Work instructions: Using the records below, copy every line that holds the string "claimed".

[Data extracted from a collection]
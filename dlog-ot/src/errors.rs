// -*- mode: rust; -*-
//
// This file is part of `dlog`.
// Copyright © 2019 Galois, Inc.
// See LICENSE for licensing information.

/// Errors produced by `dlog-ot`.
#[derive(Debug)]
pub enum Error {
    /// The protocol was configured with unusable parameters: a group that is
    /// not DDH-hard, an unsupported soundness parameter, or sub-protocols
    /// whose soundness parameters disagree.
    ConfigurationError(String),
    /// The peer deviated from the protocol. The run is abandoned and no
    /// output is produced.
    CheatDetected(String),
    /// The channel failed, or a message of the wrong type arrived.
    TransportError(dlog::Error),
    /// An operation was invoked out of order.
    IllegalUsage(String),
    /// The caller's own input is malformed.
    InvalidInput(String),
    /// No commitment is stored under the given id.
    ResourceNotFound(u64),
}

impl Error {
    /// Whether this error reports a deviation by the peer.
    pub fn is_cheat(&self) -> bool {
        matches!(self, Error::CheatDetected(_))
    }
}

impl From<dlog::Error> for Error {
    fn from(e: dlog::Error) -> Error {
        match e {
            dlog::Error::InvalidEncoding(s) => Error::CheatDetected(s),
            dlog::Error::InvalidGroupParameters(s) | dlog::Error::InvalidFieldParameters(s) => {
                Error::ConfigurationError(s)
            }
            dlog::Error::InvalidInput(s) => Error::InvalidInput(s),
            dlog::Error::ResourceNotFound(id) => Error::ResourceNotFound(id),
            e => Error::TransportError(e),
        }
    }
}

impl From<std::io::Error> for Error {
    fn from(e: std::io::Error) -> Error {
        Error::TransportError(dlog::Error::IoError(e))
    }
}

impl std::error::Error for Error {
    fn source(&self) -> Option<&(dyn std::error::Error + 'static)> {
        match self {
            Error::TransportError(e) => Some(e),
            _ => None,
        }
    }
}

impl std::fmt::Display for Error {
    fn fmt(&self, f: &mut std::fmt::Formatter) -> std::fmt::Result {
        match self {
            Error::ConfigurationError(s) => write!(f, "configuration error: {}", s),
            Error::CheatDetected(s) => write!(f, "cheat detected: {}", s),
            Error::TransportError(e) => write!(f, "transport error: {}", e),
            Error::IllegalUsage(s) => write!(f, "illegal usage: {}", s),
            Error::InvalidInput(s) => write!(f, "invalid input: {}", s),
            Error::ResourceNotFound(id) => write!(f, "no commitment with id {}", id),
        }
    }
}
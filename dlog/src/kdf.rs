//! Key derivation from group elements.

use crate::errors::Error;
use hkdf::Hkdf;
use sha2::Sha256;

/// Largest output a single HKDF-SHA256 expansion can produce.
const CHUNK_LEN: usize = 255 * 32;

/// Turns seed material into a pseudorandom pad of a requested length.
pub trait KeyDerivation {
    /// Derive `len` bytes from `seed`.
    fn derive_key(&self, seed: &[u8], len: usize) -> Result<Vec<u8>, Error>;
}

/// HKDF over SHA-256 (RFC 5869) with no salt.
///
/// Outputs longer than one expansion allows are built from consecutive
/// expansions, each with a big-endian chunk counter appended to `info`.
#[derive(Clone, Debug)]
pub struct HkdfSha256 {
    info: Vec<u8>,
}

impl HkdfSha256 {
    /// Create a KDF with a domain-separation string.
    pub fn new(info: &[u8]) -> Self {
        Self {
            info: info.to_vec(),
        }
    }
}

impl Default for HkdfSha256 {
    fn default() -> Self {
        Self::new(b"dlog kdf")
    }
}

impl KeyDerivation for HkdfSha256 {
    fn derive_key(&self, seed: &[u8], len: usize) -> Result<Vec<u8>, Error> {
        let hk = Hkdf::<Sha256>::new(None, seed);
        let mut out = vec![0u8; len];
        for (counter, chunk) in out.chunks_mut(CHUNK_LEN).enumerate() {
            let counter = (counter as u64).to_be_bytes();
            hk.expand_multi_info(&[self.info.as_slice(), &counter[..]], chunk)
                .map_err(|e| Error::InvalidInput(format!("key derivation failed: {}", e)))?;
        }
        Ok(out)
    }
}

#[cfg(test)]
mod tests {
    use super::*;

    #[test]
    fn deterministic_and_exact_length() {
        let kdf = HkdfSha256::default();
        let a = kdf.derive_key(b"seed", 13).unwrap();
        let b = kdf.derive_key(b"seed", 13).unwrap();
        assert_eq!(a.len(), 13);
        assert_eq!(a, b);
        assert!(kdf.derive_key(b"seed", 0).unwrap().is_empty());
    }

    #[test]
    fn seeds_and_info_separate_outputs() {
        let kdf = HkdfSha256::default();
        let a = kdf.derive_key(b"seed-a", 32).unwrap();
        let b = kdf.derive_key(b"seed-b", 32).unwrap();
        assert_ne!(a, b);
        let c = HkdfSha256::new(b"other").derive_key(b"seed-a", 32).unwrap();
        assert_ne!(a, c);
    }

    #[test]
    fn prefix_stable_across_lengths() {
        let kdf = HkdfSha256::default();
        let short = kdf.derive_key(b"seed", 40).unwrap();
        let long = kdf.derive_key(b"seed", 100).unwrap();
        assert_eq!(&long[..40], &short[..]);
    }

    #[test]
    fn long_outputs_span_chunks() {
        let kdf = HkdfSha256::default();
        let out = kdf.derive_key(b"seed", 3 * CHUNK_LEN + 5).unwrap();
        assert_eq!(out.len(), 3 * CHUNK_LEN + 5);
        assert_ne!(&out[..32], &out[CHUNK_LEN..CHUNK_LEN + 32]);
    }
}
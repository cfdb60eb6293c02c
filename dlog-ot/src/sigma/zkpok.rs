//! Zero-knowledge proof of knowledge from any Sigma protocol.
//!
//! The verifier first publishes a Pedersen key. The prover commits to its
//! first message `a` under that key before the challenge is revealed, then
//! opens the commitment together with its response `z`. The verifier accepts
//! iff the opening is valid and `(a, e, z)` verifies.

use super::{ChallengeMessage, SigmaMsg, SigmaProverComputation, SigmaVerifierComputation};
use crate::errors::Error;
use ::dlog::{
    commitment::{
        CommitmentReceiver, Committer, PedersenCommitmentMsg, PedersenCommitter,
        PedersenDecommitmentMsg, PedersenReceiver,
    },
    AbstractChannel, DlogGroup, MessageChannel, WireMessage,
};
use rand::{CryptoRng, Rng};
use serde::{Deserialize, Serialize};

/// Progress of a proof, from either party's point of view.
#[derive(Clone, Copy, Debug, PartialEq, Eq)]
pub enum ZkPokState {
    /// Nothing has happened yet.
    Idle,
    /// The commitment to `a` has been exchanged.
    Committed,
    /// The challenge has been exchanged.
    ChallengeReceived,
    /// The opening and response have been exchanged.
    Opened,
    /// The verifier accepted.
    Accepted,
    /// The verifier rejected.
    Rejected,
}

/// The prover's last message: the opening of `a` and the response `z`.
#[derive(Clone, Debug, Serialize, Deserialize)]
pub struct ZkPokOpening<Z> {
    /// Opening of the commitment to `a`.
    pub decommitment: PedersenDecommitmentMsg,
    /// The response `z`.
    pub second: Z,
}

impl<Z: SigmaMsg> WireMessage for ZkPokOpening<Z> {
    const TAG: u8 = 0x25;
    const NAME: &'static str = "ZkPokOpening";
}

/// Proves knowledge of a witness for `P`'s relation.
pub struct ZkPokProver<P, G> {
    prover: P,
    group: G,
    state: ZkPokState,
}

impl<P: SigmaProverComputation, G: DlogGroup> ZkPokProver<P, G> {
    /// Wrap `prover`; commitments are made in `group`.
    pub fn new(group: &G, prover: P) -> Self {
        Self {
            prover,
            group: group.clone(),
            state: ZkPokState::Idle,
        }
    }

    /// Where the proof stands.
    pub fn state(&self) -> ZkPokState {
        self.state
    }

    /// Run the proof. A prover object proves once.
    pub fn prove<C: AbstractChannel, R: Rng + CryptoRng>(
        &mut self,
        channel: &mut C,
        input: &P::Input,
        witness: &P::Witness,
        rng: &mut R,
    ) -> Result<(), Error> {
        if self.state != ZkPokState::Idle {
            return Err(Error::IllegalUsage(format!(
                "proof already run (state {:?})",
                self.state
            )));
        }
        let mut committer = PedersenCommitter::from_channel(&self.group, channel)?;
        let a = self.prover.compute_first_msg(input, witness, rng)?;
        let bytes = bincode::serialize(&a).map_err(::dlog::Error::from)?;
        let commitment = committer.commit(&bytes, rng)?;
        channel.send_message(&commitment)?;
        self.state = ZkPokState::Committed;

        let ChallengeMessage { challenge } = channel.receive_message()?;
        if challenge.bits() != self.prover.soundness_bits() {
            log::warn!("verifier sent a {}-bit challenge", challenge.bits());
            return Err(Error::CheatDetected(
                "challenge has the wrong length".to_string(),
            ));
        }
        self.state = ZkPokState::ChallengeReceived;

        let second = self.prover.compute_second_msg(&challenge)?;
        let decommitment = committer.decommit(commitment.id)?;
        channel.send_message(&ZkPokOpening {
            decommitment,
            second,
        })?;
        self.state = ZkPokState::Opened;
        log::debug!("proof of knowledge sent");
        Ok(())
    }
}

/// Verifies a proof of knowledge for `V`'s relation.
pub struct ZkPokVerifier<V, G> {
    verifier: V,
    group: G,
    state: ZkPokState,
}

impl<V: SigmaVerifierComputation, G: DlogGroup> ZkPokVerifier<V, G> {
    /// Wrap `verifier`; the commitment key is sampled in `group`.
    pub fn new(group: &G, verifier: V) -> Self {
        Self {
            verifier,
            group: group.clone(),
            state: ZkPokState::Idle,
        }
    }

    /// Where the proof stands.
    pub fn state(&self) -> ZkPokState {
        self.state
    }

    /// Run the proof and report whether it was accepted.
    pub fn verify<C: AbstractChannel, R: Rng + CryptoRng>(
        &mut self,
        channel: &mut C,
        input: &V::Input,
        rng: &mut R,
    ) -> Result<bool, Error> {
        if self.state != ZkPokState::Idle {
            return Err(Error::IllegalUsage(format!(
                "proof already run (state {:?})",
                self.state
            )));
        }
        let mut receiver = PedersenReceiver::new(&self.group, rng);
        receiver.setup(channel)?;
        let commitment: PedersenCommitmentMsg = channel.receive_message()?;
        let id = receiver.receive_commitment(&commitment)?;
        self.state = ZkPokState::Committed;

        let challenge = self.verifier.sample_challenge(rng);
        channel.send_message(&ChallengeMessage { challenge })?;
        self.state = ZkPokState::ChallengeReceived;

        let opening: ZkPokOpening<V::SecondMsg> = channel.receive_message()?;
        self.state = ZkPokState::Opened;
        let ok = opening.decommitment.id == id
            && receiver.verify_decommitment(&opening.decommitment)?
            && match bincode::deserialize::<V::FirstMsg>(&opening.decommitment.value) {
                Ok(a) => self.verifier.verify(input, &a, &opening.second)?,
                Err(_) => false,
            };
        if ok {
            self.state = ZkPokState::Accepted;
        } else {
            log::warn!("proof of knowledge rejected");
            self.state = ZkPokState::Rejected;
        }
        Ok(ok)
    }
}

#[cfg(all(test, unix))]
mod tests {
    use super::*;
    use crate::{
        sigma::{
            DlogStatement, SigmaAndProver, SigmaAndVerifier, SigmaDlogProver, SigmaDlogVerifier,
        },
        ProtocolConfig,
    };
    use ::dlog::{unix_channel_pair, RistrettoGroup};
    use rand::SeedableRng;
    use rand_chacha::ChaCha20Rng;

    /// Runs a dlog proof where the prover knows the log of `g^w` and the
    /// verifier checks it against `h` (`None` meaning `g^w`).
    fn run(claimed: Option<u64>) -> (bool, ZkPokState) {
        let _ = pretty_env_logger::try_init();
        let group = RistrettoGroup::new();
        let config = ProtocolConfig::default();
        let mut rng = ChaCha20Rng::seed_from_u64(30);
        let w = group.random_scalar(&mut rng);
        let known = DlogStatement {
            h: group.exponentiate_generator(&w),
        };
        let checked = match claimed {
            Some(x) => DlogStatement {
                h: group.exponentiate_generator(&x.into()),
            },
            None => known.clone(),
        };
        let (mut sender, mut receiver) = unix_channel_pair();
        let handle = std::thread::spawn(move || {
            let mut rng = ChaCha20Rng::seed_from_u64(31);
            let group = RistrettoGroup::new();
            let prover = SigmaDlogProver::new(&group, &config).unwrap();
            let mut zk = ZkPokProver::new(&group, prover);
            zk.prove(&mut sender, &known, &w, &mut rng).unwrap();
            assert_eq!(zk.state(), ZkPokState::Opened);
            assert!(matches!(
                zk.prove(&mut sender, &known, &w, &mut rng),
                Err(Error::IllegalUsage(_))
            ));
        });
        let verifier = SigmaDlogVerifier::new(&group, &config).unwrap();
        let mut zk = ZkPokVerifier::new(&group, verifier);
        let ok = zk.verify(&mut receiver, &checked, &mut rng).unwrap();
        handle.join().unwrap();
        (ok, zk.state())
    }

    #[test]
    fn honest_proof_is_accepted() {
        assert_eq!(run(None), (true, ZkPokState::Accepted));
    }

    #[test]
    fn proof_for_another_statement_is_rejected() {
        assert_eq!(run(Some(12345)), (false, ZkPokState::Rejected));
    }

    #[test]
    fn and_composition_inside_zkpok() {
        let group = RistrettoGroup::new();
        let config = ProtocolConfig::new(128);
        let mut rng = ChaCha20Rng::seed_from_u64(32);
        let witnesses: Vec<_> = (0..3).map(|_| group.random_scalar(&mut rng)).collect();
        let statements: Vec<_> = witnesses
            .iter()
            .map(|w| DlogStatement {
                h: group.exponentiate_generator(w),
            })
            .collect();
        let prover_statements = statements.clone();
        let (mut sender, mut receiver) = unix_channel_pair();
        let handle = std::thread::spawn(move || {
            let mut rng = ChaCha20Rng::seed_from_u64(33);
            let group = RistrettoGroup::new();
            let provers = (0..3)
                .map(|_| SigmaDlogProver::new(&group, &config).unwrap())
                .collect();
            let mut zk = ZkPokProver::new(&group, SigmaAndProver::new(provers).unwrap());
            zk.prove(&mut sender, &prover_statements, &witnesses, &mut rng)
                .unwrap();
        });
        let verifiers = (0..3)
            .map(|_| SigmaDlogVerifier::new(&group, &config).unwrap())
            .collect();
        let mut zk = ZkPokVerifier::new(&group, SigmaAndVerifier::new(verifiers).unwrap());
        assert!(zk.verify(&mut receiver, &statements, &mut rng).unwrap());
        handle.join().unwrap();
    }
}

Response area:
    fn run(claimed: Option<u64>) -> (bool, ZkPokState) {
        let checked = match claimed {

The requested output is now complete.